▸ Stored items:
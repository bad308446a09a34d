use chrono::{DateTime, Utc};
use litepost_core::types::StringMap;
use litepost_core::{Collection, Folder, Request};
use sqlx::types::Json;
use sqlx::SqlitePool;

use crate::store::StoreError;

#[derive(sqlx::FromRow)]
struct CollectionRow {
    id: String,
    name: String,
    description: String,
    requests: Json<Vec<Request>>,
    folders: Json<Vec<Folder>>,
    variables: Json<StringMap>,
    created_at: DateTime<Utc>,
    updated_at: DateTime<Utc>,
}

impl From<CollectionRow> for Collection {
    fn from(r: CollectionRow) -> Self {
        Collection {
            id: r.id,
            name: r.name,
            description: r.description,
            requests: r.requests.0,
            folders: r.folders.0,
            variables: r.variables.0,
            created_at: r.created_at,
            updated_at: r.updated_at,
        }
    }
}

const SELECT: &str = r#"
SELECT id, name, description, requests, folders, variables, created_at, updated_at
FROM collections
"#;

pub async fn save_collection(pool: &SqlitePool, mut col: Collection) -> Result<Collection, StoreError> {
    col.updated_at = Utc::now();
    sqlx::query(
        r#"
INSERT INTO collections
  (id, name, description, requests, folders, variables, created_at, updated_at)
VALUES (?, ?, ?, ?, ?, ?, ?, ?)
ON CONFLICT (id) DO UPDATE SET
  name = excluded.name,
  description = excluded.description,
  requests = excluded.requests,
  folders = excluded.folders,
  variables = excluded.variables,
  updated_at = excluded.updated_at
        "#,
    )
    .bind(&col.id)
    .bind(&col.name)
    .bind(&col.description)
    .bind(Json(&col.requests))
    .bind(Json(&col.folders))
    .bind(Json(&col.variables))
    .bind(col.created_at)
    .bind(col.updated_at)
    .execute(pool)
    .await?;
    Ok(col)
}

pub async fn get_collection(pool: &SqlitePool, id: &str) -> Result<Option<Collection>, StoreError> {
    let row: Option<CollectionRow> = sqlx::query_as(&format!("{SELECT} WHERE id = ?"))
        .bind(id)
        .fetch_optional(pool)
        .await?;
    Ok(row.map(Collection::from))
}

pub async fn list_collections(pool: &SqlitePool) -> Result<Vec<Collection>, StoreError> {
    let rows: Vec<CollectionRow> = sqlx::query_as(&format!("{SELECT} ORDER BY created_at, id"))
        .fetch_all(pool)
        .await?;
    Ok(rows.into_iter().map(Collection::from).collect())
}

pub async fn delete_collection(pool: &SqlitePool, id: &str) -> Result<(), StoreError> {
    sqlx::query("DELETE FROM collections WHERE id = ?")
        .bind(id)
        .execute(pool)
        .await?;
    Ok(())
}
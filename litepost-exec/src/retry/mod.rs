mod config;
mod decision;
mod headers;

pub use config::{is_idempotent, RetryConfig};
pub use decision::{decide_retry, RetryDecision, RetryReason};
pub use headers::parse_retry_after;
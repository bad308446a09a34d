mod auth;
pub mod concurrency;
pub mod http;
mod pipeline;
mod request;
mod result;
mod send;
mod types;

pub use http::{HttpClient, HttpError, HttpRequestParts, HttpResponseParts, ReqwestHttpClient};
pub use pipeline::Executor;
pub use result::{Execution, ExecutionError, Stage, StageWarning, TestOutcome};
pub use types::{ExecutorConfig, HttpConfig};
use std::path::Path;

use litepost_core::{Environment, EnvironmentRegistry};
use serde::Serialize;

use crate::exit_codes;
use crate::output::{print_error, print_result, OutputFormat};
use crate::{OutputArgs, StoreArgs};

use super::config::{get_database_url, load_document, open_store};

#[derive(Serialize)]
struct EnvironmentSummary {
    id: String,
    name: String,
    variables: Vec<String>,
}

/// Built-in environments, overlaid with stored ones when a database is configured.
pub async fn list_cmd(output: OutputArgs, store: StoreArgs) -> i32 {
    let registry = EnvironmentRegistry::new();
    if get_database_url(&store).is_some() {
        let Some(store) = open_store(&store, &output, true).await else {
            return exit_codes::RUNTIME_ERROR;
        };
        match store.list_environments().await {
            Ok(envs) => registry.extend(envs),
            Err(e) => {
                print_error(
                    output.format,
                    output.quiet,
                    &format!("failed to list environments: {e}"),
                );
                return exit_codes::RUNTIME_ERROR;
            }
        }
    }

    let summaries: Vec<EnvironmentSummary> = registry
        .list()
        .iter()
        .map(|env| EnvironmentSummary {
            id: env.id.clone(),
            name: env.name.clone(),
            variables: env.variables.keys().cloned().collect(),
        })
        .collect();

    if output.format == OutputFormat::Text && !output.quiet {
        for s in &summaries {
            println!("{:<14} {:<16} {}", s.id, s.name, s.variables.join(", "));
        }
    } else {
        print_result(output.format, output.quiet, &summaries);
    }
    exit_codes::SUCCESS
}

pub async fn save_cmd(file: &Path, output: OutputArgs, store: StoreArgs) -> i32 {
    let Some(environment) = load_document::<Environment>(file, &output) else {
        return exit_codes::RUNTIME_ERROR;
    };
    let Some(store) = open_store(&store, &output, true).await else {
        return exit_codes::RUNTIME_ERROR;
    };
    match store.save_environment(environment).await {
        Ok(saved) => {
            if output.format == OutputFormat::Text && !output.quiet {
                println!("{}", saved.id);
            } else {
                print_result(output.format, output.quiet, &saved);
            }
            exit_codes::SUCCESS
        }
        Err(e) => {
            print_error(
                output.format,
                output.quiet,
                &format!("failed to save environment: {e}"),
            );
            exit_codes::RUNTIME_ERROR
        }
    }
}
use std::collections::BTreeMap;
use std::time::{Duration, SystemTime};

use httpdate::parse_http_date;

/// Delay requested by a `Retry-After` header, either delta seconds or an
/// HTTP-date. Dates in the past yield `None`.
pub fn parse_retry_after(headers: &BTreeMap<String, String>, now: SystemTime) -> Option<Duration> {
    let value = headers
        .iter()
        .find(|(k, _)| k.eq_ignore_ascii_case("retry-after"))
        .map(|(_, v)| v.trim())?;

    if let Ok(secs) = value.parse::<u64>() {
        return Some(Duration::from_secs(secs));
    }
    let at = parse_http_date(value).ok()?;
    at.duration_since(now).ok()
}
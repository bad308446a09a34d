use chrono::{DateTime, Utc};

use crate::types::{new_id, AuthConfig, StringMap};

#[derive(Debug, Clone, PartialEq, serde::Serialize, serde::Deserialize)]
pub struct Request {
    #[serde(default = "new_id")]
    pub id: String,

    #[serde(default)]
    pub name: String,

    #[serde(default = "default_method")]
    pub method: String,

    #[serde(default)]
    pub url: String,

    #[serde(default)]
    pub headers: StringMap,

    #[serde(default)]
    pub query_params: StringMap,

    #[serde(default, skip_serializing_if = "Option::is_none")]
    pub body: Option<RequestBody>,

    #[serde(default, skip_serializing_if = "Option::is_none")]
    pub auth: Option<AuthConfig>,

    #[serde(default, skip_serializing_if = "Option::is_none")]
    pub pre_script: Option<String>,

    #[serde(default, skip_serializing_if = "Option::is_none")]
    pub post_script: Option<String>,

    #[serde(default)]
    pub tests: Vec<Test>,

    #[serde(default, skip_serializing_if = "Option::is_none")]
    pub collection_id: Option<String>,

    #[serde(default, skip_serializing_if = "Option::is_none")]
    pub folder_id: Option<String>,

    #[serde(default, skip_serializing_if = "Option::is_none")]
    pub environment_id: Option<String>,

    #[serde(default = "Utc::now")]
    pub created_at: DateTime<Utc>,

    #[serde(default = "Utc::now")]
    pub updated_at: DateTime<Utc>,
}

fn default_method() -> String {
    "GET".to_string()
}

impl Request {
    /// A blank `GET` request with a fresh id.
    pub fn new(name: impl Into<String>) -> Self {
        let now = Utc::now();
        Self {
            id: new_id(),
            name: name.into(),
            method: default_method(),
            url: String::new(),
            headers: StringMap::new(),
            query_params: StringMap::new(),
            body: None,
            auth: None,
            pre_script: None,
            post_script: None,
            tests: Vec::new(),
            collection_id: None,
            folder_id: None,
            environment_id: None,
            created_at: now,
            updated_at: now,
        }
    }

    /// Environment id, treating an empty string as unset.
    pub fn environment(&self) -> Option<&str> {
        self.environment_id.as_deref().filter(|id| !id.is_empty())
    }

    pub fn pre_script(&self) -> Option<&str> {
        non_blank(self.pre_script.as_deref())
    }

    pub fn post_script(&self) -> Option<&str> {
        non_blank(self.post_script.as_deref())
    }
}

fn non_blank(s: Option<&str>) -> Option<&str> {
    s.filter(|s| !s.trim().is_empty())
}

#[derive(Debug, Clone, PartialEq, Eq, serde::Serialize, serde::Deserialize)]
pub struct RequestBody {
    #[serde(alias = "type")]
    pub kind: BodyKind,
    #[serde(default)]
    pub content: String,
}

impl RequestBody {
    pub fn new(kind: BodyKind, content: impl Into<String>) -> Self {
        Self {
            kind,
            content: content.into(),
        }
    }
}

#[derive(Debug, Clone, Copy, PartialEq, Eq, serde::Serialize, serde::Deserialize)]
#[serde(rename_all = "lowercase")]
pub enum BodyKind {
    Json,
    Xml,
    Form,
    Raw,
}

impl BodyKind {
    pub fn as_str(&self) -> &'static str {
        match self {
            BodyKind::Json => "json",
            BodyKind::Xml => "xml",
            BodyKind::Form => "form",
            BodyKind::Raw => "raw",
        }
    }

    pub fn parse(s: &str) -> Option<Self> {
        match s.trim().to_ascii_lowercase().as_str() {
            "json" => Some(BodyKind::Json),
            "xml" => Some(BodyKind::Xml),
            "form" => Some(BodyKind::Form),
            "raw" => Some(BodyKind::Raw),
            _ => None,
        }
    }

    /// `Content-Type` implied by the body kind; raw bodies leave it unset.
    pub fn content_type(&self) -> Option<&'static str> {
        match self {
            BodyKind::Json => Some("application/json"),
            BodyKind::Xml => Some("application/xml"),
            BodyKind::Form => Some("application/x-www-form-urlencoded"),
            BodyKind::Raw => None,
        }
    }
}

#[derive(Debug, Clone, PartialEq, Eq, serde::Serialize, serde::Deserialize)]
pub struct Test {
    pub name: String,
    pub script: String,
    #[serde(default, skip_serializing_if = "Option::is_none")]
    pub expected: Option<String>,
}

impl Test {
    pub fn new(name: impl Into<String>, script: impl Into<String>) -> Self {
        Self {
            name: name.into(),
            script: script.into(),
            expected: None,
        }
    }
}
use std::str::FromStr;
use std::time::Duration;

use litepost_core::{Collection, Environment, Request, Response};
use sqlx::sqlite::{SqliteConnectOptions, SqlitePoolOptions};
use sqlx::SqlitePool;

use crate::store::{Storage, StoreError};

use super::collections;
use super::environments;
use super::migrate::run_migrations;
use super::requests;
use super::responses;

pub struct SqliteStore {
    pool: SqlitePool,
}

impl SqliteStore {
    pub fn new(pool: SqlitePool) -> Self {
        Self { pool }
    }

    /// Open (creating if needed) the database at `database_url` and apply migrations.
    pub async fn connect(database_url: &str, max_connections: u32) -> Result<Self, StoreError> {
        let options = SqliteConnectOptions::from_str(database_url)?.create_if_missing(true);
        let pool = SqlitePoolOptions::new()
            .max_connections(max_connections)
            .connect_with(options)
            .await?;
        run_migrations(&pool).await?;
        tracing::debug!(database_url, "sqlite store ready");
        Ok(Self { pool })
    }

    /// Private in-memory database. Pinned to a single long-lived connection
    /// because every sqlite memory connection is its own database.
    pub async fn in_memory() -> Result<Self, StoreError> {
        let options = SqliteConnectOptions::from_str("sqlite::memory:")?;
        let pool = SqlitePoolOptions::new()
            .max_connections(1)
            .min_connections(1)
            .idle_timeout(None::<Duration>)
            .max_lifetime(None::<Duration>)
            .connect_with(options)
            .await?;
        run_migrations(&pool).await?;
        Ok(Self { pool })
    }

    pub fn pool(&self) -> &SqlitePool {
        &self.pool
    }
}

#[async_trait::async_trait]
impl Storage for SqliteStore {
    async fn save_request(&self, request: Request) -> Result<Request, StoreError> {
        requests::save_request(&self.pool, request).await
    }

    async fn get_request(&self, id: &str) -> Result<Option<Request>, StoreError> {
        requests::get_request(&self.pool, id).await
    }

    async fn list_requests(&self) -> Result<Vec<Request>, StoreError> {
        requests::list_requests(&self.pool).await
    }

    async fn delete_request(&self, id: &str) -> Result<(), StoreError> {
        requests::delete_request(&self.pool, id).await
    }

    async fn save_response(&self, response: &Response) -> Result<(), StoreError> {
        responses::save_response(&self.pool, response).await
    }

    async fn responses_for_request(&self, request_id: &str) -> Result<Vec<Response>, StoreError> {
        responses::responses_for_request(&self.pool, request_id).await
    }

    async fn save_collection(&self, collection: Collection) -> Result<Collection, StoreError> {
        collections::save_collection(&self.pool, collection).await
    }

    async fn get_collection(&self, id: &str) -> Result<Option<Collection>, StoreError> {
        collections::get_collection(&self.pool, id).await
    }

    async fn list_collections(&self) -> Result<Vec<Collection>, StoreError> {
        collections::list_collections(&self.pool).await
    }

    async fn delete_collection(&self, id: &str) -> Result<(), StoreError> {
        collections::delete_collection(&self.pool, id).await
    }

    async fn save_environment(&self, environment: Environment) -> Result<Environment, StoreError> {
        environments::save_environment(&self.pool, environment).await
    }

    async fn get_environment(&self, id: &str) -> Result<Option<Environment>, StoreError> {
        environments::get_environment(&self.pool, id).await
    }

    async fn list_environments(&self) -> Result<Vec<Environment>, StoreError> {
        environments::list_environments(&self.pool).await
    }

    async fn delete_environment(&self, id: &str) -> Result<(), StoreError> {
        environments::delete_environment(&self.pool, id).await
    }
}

* * *

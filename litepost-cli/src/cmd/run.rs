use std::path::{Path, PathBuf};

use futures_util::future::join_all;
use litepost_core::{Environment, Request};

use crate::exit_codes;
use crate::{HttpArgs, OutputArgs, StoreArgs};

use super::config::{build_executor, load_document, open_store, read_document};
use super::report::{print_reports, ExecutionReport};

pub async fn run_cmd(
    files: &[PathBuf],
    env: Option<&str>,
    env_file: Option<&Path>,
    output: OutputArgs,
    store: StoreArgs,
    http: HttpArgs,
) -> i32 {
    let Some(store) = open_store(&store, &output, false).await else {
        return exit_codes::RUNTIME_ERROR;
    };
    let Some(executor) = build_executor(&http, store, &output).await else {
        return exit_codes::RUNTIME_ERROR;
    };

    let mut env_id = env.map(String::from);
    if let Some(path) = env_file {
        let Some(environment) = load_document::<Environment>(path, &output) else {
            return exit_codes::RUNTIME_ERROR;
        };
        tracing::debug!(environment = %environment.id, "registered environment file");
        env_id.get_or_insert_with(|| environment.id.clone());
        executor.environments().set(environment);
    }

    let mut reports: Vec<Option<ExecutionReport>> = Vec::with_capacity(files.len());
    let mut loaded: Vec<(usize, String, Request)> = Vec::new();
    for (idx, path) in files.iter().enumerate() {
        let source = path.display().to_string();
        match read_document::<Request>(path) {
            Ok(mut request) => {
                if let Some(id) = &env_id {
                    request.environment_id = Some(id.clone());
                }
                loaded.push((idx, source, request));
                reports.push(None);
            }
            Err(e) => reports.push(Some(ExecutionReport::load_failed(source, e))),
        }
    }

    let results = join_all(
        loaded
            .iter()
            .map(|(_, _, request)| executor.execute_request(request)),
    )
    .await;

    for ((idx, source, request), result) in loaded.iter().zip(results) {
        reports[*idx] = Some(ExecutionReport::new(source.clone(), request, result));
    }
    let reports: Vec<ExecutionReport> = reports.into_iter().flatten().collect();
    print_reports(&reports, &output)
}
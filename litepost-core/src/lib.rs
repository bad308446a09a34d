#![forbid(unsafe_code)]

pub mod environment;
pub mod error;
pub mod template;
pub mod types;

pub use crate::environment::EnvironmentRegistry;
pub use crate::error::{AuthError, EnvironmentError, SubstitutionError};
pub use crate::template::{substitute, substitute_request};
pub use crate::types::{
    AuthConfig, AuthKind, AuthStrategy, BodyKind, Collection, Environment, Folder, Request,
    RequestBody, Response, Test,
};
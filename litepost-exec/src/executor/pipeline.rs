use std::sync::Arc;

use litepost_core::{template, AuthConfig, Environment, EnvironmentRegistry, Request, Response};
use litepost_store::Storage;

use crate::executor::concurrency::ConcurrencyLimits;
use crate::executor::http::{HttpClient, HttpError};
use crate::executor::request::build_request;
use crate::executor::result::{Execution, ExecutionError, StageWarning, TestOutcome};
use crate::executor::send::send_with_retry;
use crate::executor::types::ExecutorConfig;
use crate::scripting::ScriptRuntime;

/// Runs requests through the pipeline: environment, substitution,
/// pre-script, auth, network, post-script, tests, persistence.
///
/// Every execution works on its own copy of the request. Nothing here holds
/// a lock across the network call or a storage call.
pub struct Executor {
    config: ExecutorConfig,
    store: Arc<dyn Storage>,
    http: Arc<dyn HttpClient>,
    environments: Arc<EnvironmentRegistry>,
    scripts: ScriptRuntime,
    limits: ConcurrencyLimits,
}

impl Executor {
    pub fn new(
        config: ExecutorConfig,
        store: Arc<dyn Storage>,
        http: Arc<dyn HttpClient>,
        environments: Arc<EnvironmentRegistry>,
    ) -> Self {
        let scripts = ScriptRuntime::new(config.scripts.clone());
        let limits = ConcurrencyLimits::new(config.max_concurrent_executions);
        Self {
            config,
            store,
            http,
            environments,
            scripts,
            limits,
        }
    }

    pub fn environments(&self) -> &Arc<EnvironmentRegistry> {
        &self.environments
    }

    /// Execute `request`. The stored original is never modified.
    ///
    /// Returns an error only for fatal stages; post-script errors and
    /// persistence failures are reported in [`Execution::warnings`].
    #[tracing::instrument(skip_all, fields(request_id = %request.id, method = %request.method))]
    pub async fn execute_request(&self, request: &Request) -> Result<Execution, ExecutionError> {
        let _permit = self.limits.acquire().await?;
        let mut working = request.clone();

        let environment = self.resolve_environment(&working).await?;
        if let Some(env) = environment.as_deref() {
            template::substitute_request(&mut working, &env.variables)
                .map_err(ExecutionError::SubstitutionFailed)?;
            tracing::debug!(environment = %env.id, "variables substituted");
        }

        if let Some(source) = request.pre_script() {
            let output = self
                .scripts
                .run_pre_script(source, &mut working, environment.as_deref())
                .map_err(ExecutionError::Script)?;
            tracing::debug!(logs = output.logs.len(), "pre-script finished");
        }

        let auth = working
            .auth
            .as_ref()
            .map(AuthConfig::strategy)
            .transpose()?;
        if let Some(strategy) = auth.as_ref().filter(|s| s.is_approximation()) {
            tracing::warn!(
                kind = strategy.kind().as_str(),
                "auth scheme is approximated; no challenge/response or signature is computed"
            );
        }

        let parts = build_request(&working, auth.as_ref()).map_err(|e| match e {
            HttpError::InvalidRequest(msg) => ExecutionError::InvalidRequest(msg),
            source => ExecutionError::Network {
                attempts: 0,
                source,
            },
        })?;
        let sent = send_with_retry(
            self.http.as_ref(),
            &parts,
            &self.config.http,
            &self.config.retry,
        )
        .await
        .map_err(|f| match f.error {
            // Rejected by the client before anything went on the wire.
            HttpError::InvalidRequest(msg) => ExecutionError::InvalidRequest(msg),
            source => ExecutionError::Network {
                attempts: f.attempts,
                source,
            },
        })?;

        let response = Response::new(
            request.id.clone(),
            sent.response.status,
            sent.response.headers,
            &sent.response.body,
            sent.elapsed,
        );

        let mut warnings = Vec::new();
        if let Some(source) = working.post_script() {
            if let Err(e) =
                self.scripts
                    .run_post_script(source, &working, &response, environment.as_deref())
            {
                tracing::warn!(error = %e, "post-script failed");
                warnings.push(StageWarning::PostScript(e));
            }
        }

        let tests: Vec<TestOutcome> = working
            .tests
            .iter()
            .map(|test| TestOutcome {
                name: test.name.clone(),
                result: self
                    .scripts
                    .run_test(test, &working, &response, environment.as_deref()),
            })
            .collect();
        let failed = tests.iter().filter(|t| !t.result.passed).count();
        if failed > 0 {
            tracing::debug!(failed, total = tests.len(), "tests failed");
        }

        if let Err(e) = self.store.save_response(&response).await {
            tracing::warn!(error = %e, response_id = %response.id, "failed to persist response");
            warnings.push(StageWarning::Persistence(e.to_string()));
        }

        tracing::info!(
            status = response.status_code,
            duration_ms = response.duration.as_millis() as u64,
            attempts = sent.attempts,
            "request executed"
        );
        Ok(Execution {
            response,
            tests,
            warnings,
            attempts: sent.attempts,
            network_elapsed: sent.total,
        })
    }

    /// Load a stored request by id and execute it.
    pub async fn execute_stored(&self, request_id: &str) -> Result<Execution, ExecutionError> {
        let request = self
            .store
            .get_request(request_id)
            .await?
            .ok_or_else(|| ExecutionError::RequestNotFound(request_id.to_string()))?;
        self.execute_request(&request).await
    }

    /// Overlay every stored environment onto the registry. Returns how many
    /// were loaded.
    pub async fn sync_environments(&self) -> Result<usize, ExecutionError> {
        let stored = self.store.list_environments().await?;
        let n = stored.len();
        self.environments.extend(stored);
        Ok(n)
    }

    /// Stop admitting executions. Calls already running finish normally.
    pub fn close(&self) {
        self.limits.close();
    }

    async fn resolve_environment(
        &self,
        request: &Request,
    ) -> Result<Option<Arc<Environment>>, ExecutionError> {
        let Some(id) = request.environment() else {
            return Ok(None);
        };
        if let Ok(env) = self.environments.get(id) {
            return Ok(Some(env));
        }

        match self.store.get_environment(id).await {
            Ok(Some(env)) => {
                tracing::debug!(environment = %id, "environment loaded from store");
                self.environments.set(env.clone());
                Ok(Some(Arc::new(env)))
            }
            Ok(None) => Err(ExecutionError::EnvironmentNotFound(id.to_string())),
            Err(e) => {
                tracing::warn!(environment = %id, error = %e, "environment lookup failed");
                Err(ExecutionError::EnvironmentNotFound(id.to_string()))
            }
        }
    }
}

▸ Task requirements:
The required output is every line above from the one with "Ok(rows.into_iter().map(Collection::from).collect())" down to the one with "pub mod concurrency;", restated word for word, ends included.

▸ Response:
    Ok(rows.into_iter().map(Collection::from).collect())
}

pub async fn delete_collection(pool: &SqlitePool, id: &str) -> Result<(), StoreError> {
    sqlx::query("DELETE FROM collections WHERE id = ?")
        .bind(id)
        .execute(pool)
        .await?;
    Ok(())
}
filename litepost-exec/src/retry/mod.rs
mod config;
mod decision;
mod headers;

pub use config::{is_idempotent, RetryConfig};
pub use decision::{decide_retry, RetryDecision, RetryReason};
pub use headers::parse_retry_after;
repository bad308446a09a34d
mod auth;
pub mod concurrency;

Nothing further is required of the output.